As much as possible we try to enable our merchants to offer self-service flows for cancellations, changes, etc. The airline systems don't always let you do everything programmatically so at that point whoever is selling the flight who be in charge of the customer. We're exploring ways we could provide support ourselves, to take that load off of our customers.

1 comments

> The airline systems don't always let you do everything programmatically so at that point whoever is selling the flight who be in charge of the customer.

OK, so this is my sticking point.

There are horror stories of Expedia somehow accidentally not booking the flights they've sold. You get to the airport, there's no ticket and no seat. Airline says "nothing we can do, call Expedia".

They can't call Duffel. I can't fix it programmatically. Customer's sitting angry at an airport, honeymoon ruined.

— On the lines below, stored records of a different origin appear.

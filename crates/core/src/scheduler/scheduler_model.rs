//! Recompute job models.

use serde::{Deserialize, Serialize};
use uuid::Uuid;

use crate::constants::{RECOMPUTE_BACKOFF_BASE_MS, RECOMPUTE_DELAY_MS, RECOMPUTE_MAX_ATTEMPTS};

/// Payload of a recompute job. Everything else the worker needs it reloads
/// from shared state, which is what makes redelivery harmless.
#[derive(Debug, Clone, Serialize, Deserialize)]
#[serde(rename_all = "camelCase")]
pub struct RecomputeJob {
    /// Correlation id for logs; not used for dedup.
    pub id: Uuid,
    pub portfolio_id: String,
}

impl RecomputeJob {
    pub fn new(portfolio_id: impl Into<String>) -> Self {
        Self {
            id: Uuid::new_v4(),
            portfolio_id: portfolio_id.into(),
        }
    }
}

/// Retry backoff policy.
#[derive(Debug, Clone, PartialEq, Eq, Serialize, Deserialize)]
#[serde(tag = "type", rename_all = "camelCase")]
pub enum Backoff {
    #[serde(rename_all = "camelCase")]
    Exponential { base_delay_ms: u64 },
}

impl Backoff {
    /// Delay before retrying after the given 1-based failed attempt.
    pub fn delay_ms(&self, attempt: u32) -> u64 {
        match self {
            Backoff::Exponential { base_delay_ms } => {
                base_delay_ms.saturating_mul(1u64 << (attempt.saturating_sub(1)).min(16))
            }
        }
    }
}

/// Enqueue options for a recompute job.
#[derive(Debug, Clone, Serialize, Deserialize)]
#[serde(rename_all = "camelCase")]
pub struct JobOptions {
    /// The queue must reject a second enqueue with the same key while one is
    /// already pending.
    pub dedup_key: String,
    pub delay_ms: u64,
    pub max_attempts: u32,
    pub backoff: Backoff,
}

impl JobOptions {
    pub fn recompute(dedup_key: String) -> Self {
        Self {
            dedup_key,
            delay_ms: RECOMPUTE_DELAY_MS,
            max_attempts: RECOMPUTE_MAX_ATTEMPTS,
            backoff: Backoff::Exponential {
                base_delay_ms: RECOMPUTE_BACKOFF_BASE_MS,
            },
        }
    }
}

What happens?

> You get to the airport, there's no ticket and no seat

We issue instantly issue tickets / pay for the booking so and for a lot of the major airlines we're plugged directly into their reservation system so this should be an extremely rare occurrence, if an occurrence at all. Nobody should ever miss a honeymoon because of that imo.

Customers won't be able to call Duffel but can get in touch with the merchant that sold them the flight.

> Customers won't be able to call Duffel but can get in touch with the merchant that sold them the flight.

As a merchant using your software, would we have priority access to the airlines' support lines? I ask as Duffel looks like a very attractive idea but if we're forced to wait on hold for 3 hours to speak to United's standard customer service for any customer issues that can't be fixed through the API, that would be really tough.

> this should be an extremely rare occurrence

I think this dramatically overestimates the levels of perfection in airline IT.

> Customers won't be able to call Duffel but can get in touch with the merchant that sold them the flight.

Who can take what action to fix the problem?

...don't you mean, AN 'oneymoon?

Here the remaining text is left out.